The smartphone industry is put under a lot of scrutiny and analysis year after year, and rightly so. It is one of the biggest industries in the world and one of the cornerstones of the technology industry at large. However, there are certainly other markets that have emerged as a direct consequence of the smartphone industry. These markets that feed off the popularity of smartphones are becoming quite sizable in their own right. The most notable example of such an industry is the tech wearables industry. Over the past few years, the increased proliferation of smartphones and the emergence of smartwatches has boosted the industry with rapid growth and consumer adoption.
Gartner recently released a report on the current state of the wearables market across the world. Let us have a closer look at the report’s findings and what they might mean for the industry in general.
Bluetooth Headsets And Smartwatches Driving Industry Growth
Sales forecasts for the wearables industry for 2017 are very positive. Gartner estimates 310.4 million wearable devices in sales worldwide, representing an increase of 16.7% YoY over 2016. These sales will amount to a net revenue of around $30.5 billion.
The biggest contributor to sales numbers continues to be the Bluetooth headset category, with an estimated 150 million unit sales in 2017. This represents a 16.7% YoY growth over last year’s 128.5 million sales. This category is expected to grow throughout 2021 when sales are expected to number over 200 million. A large huge driving factor behind this growth is undoubtedly the emerging trend of eliminating the traditional 3.5 mm headphone jack from some newer smartphones. Apple started this trend with the iPhone 7/7 Plus, and many other OEMs are expected to follow the suite in the near future.

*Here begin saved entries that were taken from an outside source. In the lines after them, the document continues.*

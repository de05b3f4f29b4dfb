//! Column classification and statement detection.

use regex::Regex;
use std::sync::LazyLock;

use valuation_core::{ColumnLabel, Metric, NormalizeOptions, PeriodKey, PeriodType, RawStatement};

/// Four-digit year, a dot, two-digit month.
static PERIOD_TOKEN: LazyLock<Regex> =
    LazyLock::new(|| Regex::new(r"(\d{4})\.(\d{2})").expect("valid period pattern"));

/// Role of a statement column.
#[derive(Clone, Copy, Debug, PartialEq, Eq)]
pub enum ColumnKind {
    /// A reporting-period column.
    Period(PeriodType, Option<PeriodKey>),
    /// Neither quarterly nor dated: labels or other non-data content.
    NonData,
}

/// Classifies one column label.
///
/// A quarter marker in any part wins over a date token, so quarterly columns
/// are always dropped even when they carry a parseable date.
#[must_use]
pub fn classify(label: &ColumnLabel, options: &NormalizeOptions) -> ColumnKind {
    let estimate = label.contains(&options.estimate_marker);
    let key = label.parts().iter().find_map(|part| period_token(part));

    if label.contains(&options.quarter_marker) {
        return ColumnKind::Period(PeriodType::Quarterly, key);
    }

    match key {
        Some(key) if estimate => ColumnKind::Period(PeriodType::Annual, Some(key.estimated())),
        Some(key) => ColumnKind::Period(PeriodType::Annual, Some(key)),
        None => ColumnKind::NonData,
    }
}

/// Extracts the first `YYYY.MM` token of `text`.
#[must_use]
pub fn period_token(text: &str) -> Option<PeriodKey> {
    let caps = PERIOD_TOKEN.captures(text)?;
    let year = caps.get(1)?.as_str().parse().ok()?;
    let month = caps.get(2)?.as_str().parse().ok()?;
    PeriodKey::new(year, month)
}

/// Index of the column holding metric labels.
///
/// The first non-data column, or column 0 when every column is dated.
#[must_use]
pub fn label_column(kinds: &[ColumnKind]) -> usize {
    kinds
        .iter()
        .position(|k| *k == ColumnKind::NonData)
        .unwrap_or(0)
}

/// Returns true if the table resembles an annual financial statement.
///
/// Either a header carries an annual-performance marker, or the label column
/// mentions a revenue-like row.
#[must_use]
pub fn looks_like_statement(
    raw: &RawStatement,
    label_col: usize,
    options: &NormalizeOptions,
) -> bool {
    let header_match = raw.columns.iter().any(|column| {
        options
            .annual_header_markers
            .iter()
            .any(|marker| column.contains(marker))
    });
    if header_match {
        return true;
    }

    raw.rows.iter().any(|row| {
        row.get(label_col).is_some_and(|cell| {
            let text = cell.text();
            Metric::Revenue
                .aliases()
                .iter()
                .any(|alias| text.contains(*alias))
        })
    })
}

/// Returns the first table that resembles an annual financial statement.
#[must_use]
pub fn locate_statement<'a>(
    tables: &'a [RawStatement],
    options: &NormalizeOptions,
) -> Option<&'a RawStatement> {
    tables.iter().find(|raw| {
        let kinds: Vec<ColumnKind> = raw.columns.iter().map(|c| classify(c, options)).collect();
        looks_like_statement(raw, label_column(&kinds), options)
    })
}
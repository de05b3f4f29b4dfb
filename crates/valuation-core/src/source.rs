//! Source traits for external data collaborators.
//!
//! Fetching is outside this workspace. These traits describe what a fetcher
//! must hand over: the tables found on a symbol's statement page, and a
//! current market price.
//!
//! - [`DataSource`] - Base trait for all sources
//! - [`StatementSource`] - Raw annual statement tables
//! - [`PriceSource`] - Current market price

use async_trait::async_trait;
use std::fmt::Debug;

use crate::{error::Result, statement::RawStatement, types::Symbol};

/// Base trait for all data sources.
pub trait DataSource: Send + Sync + Debug {
    /// Returns the name of this source (e.g., "Naver Finance").
    fn name(&self) -> &str;

    /// Returns a description of this source.
    fn description(&self) -> &str;
}

/// Source of raw financial-statement tables.
#[async_trait]
pub trait StatementSource: DataSource {
    /// Fetches every table extracted from the symbol's statement page.
    ///
    /// The normalizer picks the one that looks like an annual statement, so
    /// sources may return unrelated tables alongside it.
    async fn fetch_statements(&self, symbol: &Symbol) -> Result<Vec<RawStatement>>;
}

/// Source of current market prices.
#[async_trait]
pub trait PriceSource: DataSource {
    /// Fetches the latest price of the symbol, in its trading currency.
    async fn fetch_price(&self, symbol: &Symbol) -> Result<f64>;
}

Another significant contributor is the smartwatch segment. The sales of Smartwatch is expected to touch 41.5 million in 2017, a 19.3% YoY increase over 2016. Smartwatches also have a much higher revenue share than expected at $9.3 billion. This number is over 30% of the total wearables industry revenue. Strong growth is expected in this industry, with sales almost doubling to 80.96 million by 2021.
The Evolution Of The Smartwatch
One of the more interesting facets of the report was the unexpected direction smartwatches are heading in. Traditional smartwatches in the vein of Android Wear haven’t quite taken off. In fact, smartwatches made by tech companies like Asus, Huawei, LG, Samsung, and Sony are estimated to account for only 15% of the total smartwatch sales by 2021.

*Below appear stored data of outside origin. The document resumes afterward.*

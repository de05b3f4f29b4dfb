//! Policy configuration for normalization and valuation.
//!
//! Both structures deserialize with per-field defaults, so a partial JSON
//! document only overrides what it names.

use serde::{Deserialize, Serialize};

use crate::error::{Result, ValuationError};
use crate::types::ModelKind;

/// Default required rate of return for S-RIM, percent.
pub const DEFAULT_REQUIRED_RETURN: f64 = 8.0;

/// Default cap on the growth rate used by the Peter Lynch model, percent.
pub const DEFAULT_GROWTH_CAP: f64 = 30.0;

/// Policy parameters of the valuation engine.
#[derive(Clone, Debug, PartialEq, Serialize, Deserialize)]
#[serde(default)]
pub struct ValuationConfig {
    /// Required rate of return (cost of equity), percent. Must be positive.
    pub required_return_percent: f64,
    /// Upper bound on EPS growth fed into the Peter Lynch model, percent.
    pub growth_cap_percent: f64,
    /// Models to evaluate, in report order.
    pub models: Vec<ModelKind>,
}

impl Default for ValuationConfig {
    fn default() -> Self {
        Self {
            required_return_percent: DEFAULT_REQUIRED_RETURN,
            growth_cap_percent: DEFAULT_GROWTH_CAP,
            models: ModelKind::ALL.to_vec(),
        }
    }
}

impl ValuationConfig {
    /// Sets the required rate of return, percent.
    #[must_use]
    pub const fn with_required_return(mut self, percent: f64) -> Self {
        self.required_return_percent = percent;
        self
    }

    /// Sets the Peter Lynch growth cap, percent.
    #[must_use]
    pub const fn with_growth_cap(mut self, percent: f64) -> Self {
        self.growth_cap_percent = percent;
        self
    }

    /// Restricts evaluation to the given models.
    #[must_use]
    pub fn with_models(mut self, models: impl Into<Vec<ModelKind>>) -> Self {
        self.models = models.into();
        self
    }

    /// Checks that every parameter is usable.
    pub fn validate(&self) -> Result<()> {
        if !self.required_return_percent.is_finite() || self.required_return_percent <= 0.0 {
            return Err(ValuationError::InvalidParameter(format!(
                "required return must be positive, got {}",
                self.required_return_percent
            )));
        }
        if !self.growth_cap_percent.is_finite() || self.growth_cap_percent <= 0.0 {
            return Err(ValuationError::InvalidParameter(format!(
                "growth cap must be positive, got {}",
                self.growth_cap_percent
            )));
        }
        if self.models.is_empty() {
            return Err(ValuationError::InvalidParameter(
                "at least one model must be selected".to_string(),
            ));
        }
        Ok(())
    }
}

/// What to do when annual columns are not in chronological order.
#[derive(Clone, Copy, Debug, Default, PartialEq, Eq, Hash, Serialize, Deserialize)]
pub enum OrderingPolicy {
    /// Keep source order; the rightmost column is the target period.
    #[default]
    Trust,
    /// Sort columns chronologically before selecting the target period.
    Sort,
    /// Reject statements whose columns are not strictly increasing.
    Strict,
}

/// Source-format markers and policies for the statement normalizer.
#[derive(Clone, Debug, PartialEq, Serialize, Deserialize)]
#[serde(default)]
pub struct NormalizeOptions {
    /// Substring marking a quarterly column in any header part.
    pub quarter_marker: String,
    /// Substring marking an analyst estimate in any header part.
    pub estimate_marker: String,
    /// Header substrings that identify an annual-performance table.
    pub annual_header_markers: Vec<String>,
    /// Column ordering policy.
    pub ordering: OrderingPolicy,
}

impl Default for NormalizeOptions {
    fn default() -> Self {
        Self {
            quarter_marker: "분기".to_string(),
            estimate_marker: "(E)".to_string(),
            annual_header_markers: vec!["최근 연간 실적".to_string(), "Annual".to_string()],
            ordering: OrderingPolicy::Trust,
        }
    }
}

impl NormalizeOptions {
    /// Sets the ordering policy.
    #[must_use]
    pub const fn with_ordering(mut self, ordering: OrderingPolicy) -> Self {
        self.ordering = ordering;
        self
    }

    /// Sets the quarterly column marker.
    #[must_use]
    pub fn with_quarter_marker(mut self, marker: impl Into<String>) -> Self {
        self.quarter_marker = marker.into();
        self
    }
}
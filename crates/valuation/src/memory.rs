//! Offline source backed by pre-downloaded payloads.

use async_trait::async_trait;
use serde::Deserialize;
use std::collections::HashMap;
use tracing::{debug, instrument};

use valuation_core::{
    DataSource, PriceSource, RawStatement, Result, StatementSource, Symbol, ValuationError,
};

/// Payload held for one symbol.
#[derive(Clone, Debug, Default, Deserialize)]
#[serde(default)]
struct Entry {
    statements: Vec<RawStatement>,
    price: Option<f64>,
}

/// In-memory statement and price source.
///
/// Useful for tests, replays and offline analysis. The JSON form maps each
/// symbol to its tables and price:
///
/// ```json
/// {
///   "005930": {
///     "price": 71000,
///     "statements": [{"columns": ["", "2023.12"], "rows": [["EPS(원)", "2,131"]]}]
///   }
/// }
/// ```
#[derive(Clone, Debug)]
pub struct StaticSource {
    name: String,
    entries: HashMap<Symbol, Entry>,
}

impl Default for StaticSource {
    fn default() -> Self {
        Self::new("Static")
    }
}

impl StaticSource {
    /// Creates an empty source with the given name.
    #[must_use]
    pub fn new(name: impl Into<String>) -> Self {
        Self {
            name: name.into(),
            entries: HashMap::new(),
        }
    }

    /// Parses a symbol-keyed JSON payload.
    pub fn from_json(json: &str) -> Result<Self> {
        let payload: HashMap<String, Entry> = serde_json::from_str(json)
            .map_err(|e| ValuationError::Parse(format!("Failed to parse payload: {e}")))?;
        let entries = payload
            .into_iter()
            .map(|(symbol, entry)| (Symbol::new(symbol), entry))
            .collect();
        Ok(Self {
            entries,
            ..Self::default()
        })
    }

    /// Adds a statement table for `symbol`.
    #[must_use]
    pub fn with_statement(mut self, symbol: &Symbol, statement: RawStatement) -> Self {
        self.entries
            .entry(symbol.clone())
            .or_default()
            .statements
            .push(statement);
        self
    }

    /// Sets the price of `symbol`.
    #[must_use]
    pub fn with_price(mut self, symbol: &Symbol, price: f64) -> Self {
        self.entries.entry(symbol.clone()).or_default().price = Some(price);
        self
    }

    /// Symbols with any payload.
    pub fn symbols(&self) -> impl Iterator<Item = &Symbol> {
        self.entries.keys()
    }

    fn unavailable(&self, reason: String) -> ValuationError {
        ValuationError::SourceUnavailable {
            source_name: self.name.clone(),
            reason,
        }
    }
}

impl DataSource for StaticSource {
    fn name(&self) -> &str {
        &self.name
    }

    fn description(&self) -> &str {
        "Pre-downloaded statements and prices held in memory"
    }
}

#[async_trait]
impl StatementSource for StaticSource {
    #[instrument(skip(self), fields(source = %self.name, symbol = %symbol))]
    async fn fetch_statements(&self, symbol: &Symbol) -> Result<Vec<RawStatement>> {
        match self.entries.get(symbol) {
            Some(entry) if !entry.statements.is_empty() => {
                debug!(count = entry.statements.len(), "Serving stored statements");
                Ok(entry.statements.clone())
            }
            _ => Err(self.unavailable(format!("no statements for {symbol}"))),
        }
    }
}

#[async_trait]
impl PriceSource for StaticSource {
    #[instrument(skip(self), fields(source = %self.name, symbol = %symbol))]
    async fn fetch_price(&self, symbol: &Symbol) -> Result<f64> {
        self.entries
            .get(symbol)
            .and_then(|entry| entry.price)
            .ok_or_else(|| self.unavailable(format!("no price for {symbol}")))
    }
}

#[cfg(test)]
mod tests {
    use super::*;
    use valuation_core::ColumnLabel;

    const PAYLOAD: &str = r#"{
        "aapl": {"price": 190.5},
        "005930": {
            "statements": [{"columns": ["", "2023.12"], "rows": [["EPS(원)", "2,131"]]}]
        }
    }"#;

    #[tokio::test]
    async fn test_from_json() {
        let source = StaticSource::from_json(PAYLOAD).unwrap();
        assert_eq!(source.name(), "Static");
        assert_eq!(source.symbols().count(), 2);

        let price = source.fetch_price(&Symbol::new("AAPL")).await.unwrap();
        assert_eq!(price, 190.5);

        let tables = source.fetch_statements(&Symbol::new("005930")).await.unwrap();
        assert_eq!(tables.len(), 1);
        assert_eq!(tables[0].columns[1], ColumnLabel::flat("2023.12"));
        assert_eq!(tables[0].rows[0][1].as_number(), Some(2131.0));
    }

    #[tokio::test]
    async fn test_missing_payload() {
        let source = StaticSource::from_json(PAYLOAD).unwrap();

        let err = source.fetch_statements(&Symbol::new("AAPL")).await.unwrap_err();
        assert!(matches!(err, ValuationError::SourceUnavailable { .. }));

        let err = source.fetch_price(&Symbol::new("005930")).await.unwrap_err();
        assert_eq!(
            err,
            ValuationError::SourceUnavailable {
                source_name: "Static".to_string(),
                reason: "no price for 005930".to_string(),
            }
        );
    }

    #[tokio::test]
    async fn test_builders() {
        let symbol = Symbol::new("msft");
        let source = StaticSource::new("Fixture")
            .with_statement(&symbol, RawStatement::default())
            .with_statement(&symbol, RawStatement::default())
            .with_price(&symbol, 410.0);

        assert_eq!(source.name(), "Fixture");
        assert_eq!(source.fetch_statements(&symbol).await.unwrap().len(), 2);
        assert_eq!(source.fetch_price(&symbol).await.unwrap(), 410.0);
    }

    #[test]
    fn test_invalid_json() {
        assert!(matches!(
            StaticSource::from_json("[1, 2]"),
            Err(ValuationError::Parse(_))
        ));
    }
}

The only smartwatch manufactured by a tech company that has managed to be successful is the Apple Watch. Apple currently holds nearly 33% market share in the smartwatch industry. By 2021, Apple is still expected to maintain a respectable 25% market share. Sales here will be driven by expanding feature sets, such as direct cellular connectivity, texting, etc.
However, smartwatches are expected to experience significant growth from more lifestyle-oriented markets and products. One of the sub-categories is kids’ smartwatches, which will account for 30% of unit sales by 2021. These smartwatches are likely to act as a stepping stone for kids up to 13 years of age before parents buy them their first smartphone. The second sub-category expected to drive sales is the luxury and fashion smartwatch segment.
The arrival of smartwatches was met with divisive opinions. Many felt that they were a natural evolution of the traditional mechanical and digital watches, and would eventually replace them. Others felt that luxury watches would always have their place in their market as their demand was predicated on their value as fashion and jewellery accessories rather than functional technology. What actually happened was a little of both. Smartwatches struggled through much of their early years, with only the Apple Watch managing to gain any real momentum. Meanwhile, the luxury Swiss watch industry has been experiencing a decline for the past three years.
Of course, both products have certain desirable traits unique to them that appeal to customers. Luxury smartwatches have longevity and act as a fashion statement as much as a timepiece. On the other hand, smartwatches eclipse their predecessors from a pure functionality perspective. Now, many luxury watch makers like Fossil, Montblanc, Tag Heuer and more are coming up with smartwatches of their own in an effort to get the best of both worlds. Gartner believes that these brands will attempt to capture a younger demographic with this new line of luxury smartwatches. As a result, fashion and luxury smartwatches are expected to account for 25% or 20.25 million sales by 2021. This suggests that consumers see watches as lifestyle products as much as tech devices.
Sports Watches And Fitness Monitors To Stagnate
Head mounted displays (HMDs) are still in their nascent stages in terms of consumer adoption. Sales estimates for 2017 are a modest 22 million. However, HMDs form a key part of a very promising Virtual Reality industry and sales are sure to pick up in the future. Key avenues for growth include video gaming, manufacturing, training and design and even customer interaction in retail and entertainment industries. Gartner estimates 67.17 million yearly sales by 2021.
On the other hand, sales of sports watches have stagnated. Growth in this segment over the next five years is practically negligible. Similarly, fitness monitor sales are expected to stagnate in the near future. However, sales are expected to pick up after 2018 and number in at almost 59 million by 2021.